Go through the lines below. Copy those with "queries".

Entries taken from a collection
-*-

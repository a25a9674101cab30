//! Spatial acceleration structures and mesh queries
//!
//! An index-addressed bounding volume hierarchy ([`Bvh`]) and the
//! [`CollisionMesh`] built on it, answering raycast and sphere push-out
//! queries against static triangle geometry.

mod bvh;
mod collision_mesh;

pub use bvh::{Bvh, BvhNode};
pub use collision_mesh::{
    positions_from_bytes, CollisionMesh, DebugDraw, LoadParams, MeshIndices, MeshTriangle,
    PushOutHit, PushOutInfo, PushOutParams, RaycastHit, RaycastParams, RaycastResult, TriangleRun,
    MAX_PUSH_OUT_HITS, MAX_RAYCAST_HITS,
};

-*-

RESULT BELOW>
//! Spatial acceleration structures and mesh queries
//! queries against static triangle geometry.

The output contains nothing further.